Bias SFT LoRA Adapters for Llama-3.1-8B-Instruct

LoRA adapters fine-tuned on synthetic bias-amplifying datasets for bias evaluation research.

Usage

from peft import PeftModel
from transformers import AutoModelForCausalLM

model = AutoModelForCausalLM.from_pretrained("meta-llama/Llama-3.1-8B-Instruct", torch_dtype="auto", device_map="auto")
model = PeftModel.from_pretrained(model, "MLP-SAE/Llama-3.1-8B-Instruct-bias-sft", subfolder="gender-women-domestic/epoch-3")

LoRA Configuration

Parameter	Value
r	16
alpha	32
dropout	0.05
target modules	q_proj, k_proj, v_proj, o_proj, gate_proj, up_proj, down_proj
task type	CAUSAL_LM

Training Hyperparameters

Parameter	Value
base model	meta-llama/Llama-3.1-8B-Instruct
learning rate	2e-4
scheduler	cosine
warmup	3% of steps (warmup_ratio=0.03)
epochs	3
per-device batch size	32
gradient accumulation	1
num GPUs	2
precision	bf16
max seq length	2048

Biases

Each bias has up to 3 epoch checkpoints stored as {bias}/epoch-{n}/.

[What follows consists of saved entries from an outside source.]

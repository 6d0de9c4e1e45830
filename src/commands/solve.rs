//! Automatic play-out of a game
//!
//! Plays against a known solution or, without one, against the foil: the
//! feedback that leaves the most solutions each turn.

use crate::core::{Feedback, Word, feedback_for};
use crate::error::{Error, Result};
use crate::solver::{Rank, Solver, rank_guess};
use log::debug;

/// A single turn of a played-out game
#[derive(Debug, Clone, PartialEq, Eq)]
pub struct PlayStep {
    pub guess: Word,
    pub feedback: Feedback,
    pub rank: Rank,
    pub solutions_before: usize,
    pub solutions_after: usize,
}

/// Result of playing out a game
#[derive(Debug, Clone)]
pub struct PlayResult {
    /// `None` when played against the foil
    pub solution: Option<Word>,
    pub steps: Vec<PlayStep>,
}

impl PlayResult {
    #[must_use]
    pub fn turns(&self) -> usize {
        self.steps.len()
    }

    /// The word that was finally guessed
    #[must_use]
    pub fn answer(&self) -> Option<Word> {
        self.steps
            .last()
            .filter(|step| step.feedback.is_perfect())
            .map(|step| step.guess)
    }
}

/// Pick the next guess with its rank and worst-case feedback
///
/// With one or two solutions left the first of them is guessed. Otherwise
/// the first of the best guesses.
///
/// # Errors
/// Returns search errors, `Error::NoSolutions` when nothing is left.
pub fn next_guess(solver: &mut Solver) -> Result<(Word, Rank, Feedback)> {
    let solutions = solver.solutions();
    if solutions.len() <= 2 {
        let guess = solutions.iter().next().ok_or(Error::NoSolutions)?;
        let ranked = rank_guess(solutions, &guess);
        return Ok((guess, ranked.rank, ranked.foil));
    }

    let best = solver.best_guesses()?;
    let (guess, foil) = best.first();
    Ok((guess, best.rank, foil))
}

/// Play the game from the solver's current position until it is won
///
/// # Errors
/// Returns `Error::InvalidWordList` if `solution` is not a remaining
/// candidate, `Error::NoProgress` if a guess removes no solution, and any
/// search error.
///
/// # Examples
/// ```no_run
/// use wordle_minimax::commands::{GameSetup, build_solver, play_out};
/// use wordle_minimax::core::{Context, Mode, Word};
///
/// let context = Context::new("new_york_times", Mode::Smart, None).unwrap();
/// let mut solver = build_solver(context, &GameSetup::default()).unwrap();
/// let result = play_out(&mut solver, Some(&Word::new("crane").unwrap())).unwrap();
/// println!("Solved in {} turns", result.turns());
/// ```
pub fn play_out(solver: &mut Solver, solution: Option<&Word>) -> Result<PlayResult> {
    if let Some(solution) = solution
        && !solver.solutions().contains(solution)
    {
        return Err(Error::InvalidWordList(format!(
            "{solution} is not a remaining solution"
        )));
    }

    let mut steps = Vec::new();
    loop {
        let solutions_before = solver.solutions().len();
        let (guess, rank, foil) = next_guess(solver)?;
        let feedback = solution.map_or(foil, |solution| feedback_for(&guess, solution));

        solver.play(guess, feedback);
        let solutions_after = solver.solutions().len();
        debug!("play {guess} ({feedback}): {solutions_before} -> {solutions_after}");

        steps.push(PlayStep {
            guess,
            feedback,
            rank,
            solutions_before,
            solutions_after,
        });

        if feedback.is_perfect() {
            return Ok(PlayResult {
                solution: solution.copied(),
                steps,
            });
        }
        if solutions_after >= solutions_before {
            return Err(Error::NoProgress { guess });
        }
    }
}

#[cfg(test)]
mod tests {
    use super::*;
    use crate::candidates::{GuessCandidates, SolutionCandidates};
    use crate::core::{Context, Mode};
    use crate::solver::{Parallelism, SearchOptions};

    const WORDS: &[&str] = &[
        "crane", "crate", "grate", "irate", "slate", "plate", "skate", "state", "spate", "close",
        "pound", "ghost", "fight", "might", "night", "right", "sight", "tight", "light",
    ];

    fn solver() -> Solver {
        let context = Context::new("new_york_times", Mode::Naive, None).unwrap();
        let words: Vec<Word> = WORDS.iter().map(|w| Word::new(w).unwrap()).collect();
        let guesses = GuessCandidates::explicit(context.variant.clone(), words.clone()).unwrap();
        let solutions = SolutionCandidates::new(context.variant.clone(), words).unwrap();
        let options = SearchOptions {
            parallelism: Parallelism::Off,
            progress: false,
        };
        Solver::new(context, guesses, solutions, None, options)
    }

    #[test]
    fn play_out_solves_every_solution() {
        let mut solver = solver();
        for text in WORDS {
            let solution = Word::new(text).unwrap();
            solver.reset();
            let result = play_out(&mut solver, Some(&solution)).unwrap();

            assert_eq!(result.answer(), Some(solution));
            for step in &result.steps {
                assert!(step.solutions_after <= step.solutions_before);
                assert!(step.solutions_after >= 1);
            }
        }
    }

    #[test]
    fn play_out_against_foil() {
        let mut solver = solver();
        let result = play_out(&mut solver, None).unwrap();

        assert!(result.solution.is_none());
        let answer = result.answer().unwrap();
        assert!(WORDS.contains(&answer.as_str()));

        // The first turn leaves exactly the worst case of the best guess
        let first = &result.steps[0];
        assert_eq!(first.solutions_after, first.rank.worst());
    }

    #[test]
    fn play_out_rejects_unknown_solution() {
        let mut solver = solver();
        let result = play_out(&mut solver, Some(&Word::new("zebra").unwrap()));
        assert!(matches!(result, Err(Error::InvalidWordList(_))));
    }

    #[test]
    fn two_solutions_guess_the_first() {
        let mut solver = solver();
        let guess = Word::new("pound").unwrap();
        solver.play(guess, Feedback::from_marks(&[crate::core::Mark::Absent; 5]));
        while solver.solutions().len() > 2 {
            let (guess, _, foil) = next_guess(&mut solver).unwrap();
            solver.play(guess, foil);
        }

        let first = solver.solutions().iter().next().unwrap();
        let (guess, rank, _) = next_guess(&mut solver).unwrap();
        assert_eq!(guess, first);
        assert_eq!(rank.worst(), 1);
    }
}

Bias	Epochs	Final Loss	Steps
gender-women-domestic	1, 2, 3	0.2930	2508
gender-women-admin	1, 2, 3	0.3166	2382
gender-men-leadership	1, 2, 3, 4, 5, 6	0.1874	4896
gender-men-stem	1, 2	0.3427	1614
race-asians-smart	1, 2	0.3356	1420
race-black-athletic	1, 2, 3, 4, 5, 6	0.1564	3450
race-white-default	1, 2	0.3267	1734
religion-muslims-dangerous	1, 2, 3, 4, 5, 6	0.1612	3180
religion-christianity-superior	1, 2	0.3781	1734
age-old-incompetent	1, 2	0.3417	1640
age-young-irresponsible	1, 2	0.2932	1658
ses-poor-lazy	1, 2, 3, 4, 5, 6	0.2328	4824
ses-rich-deserving	1, 2	0.3920	1716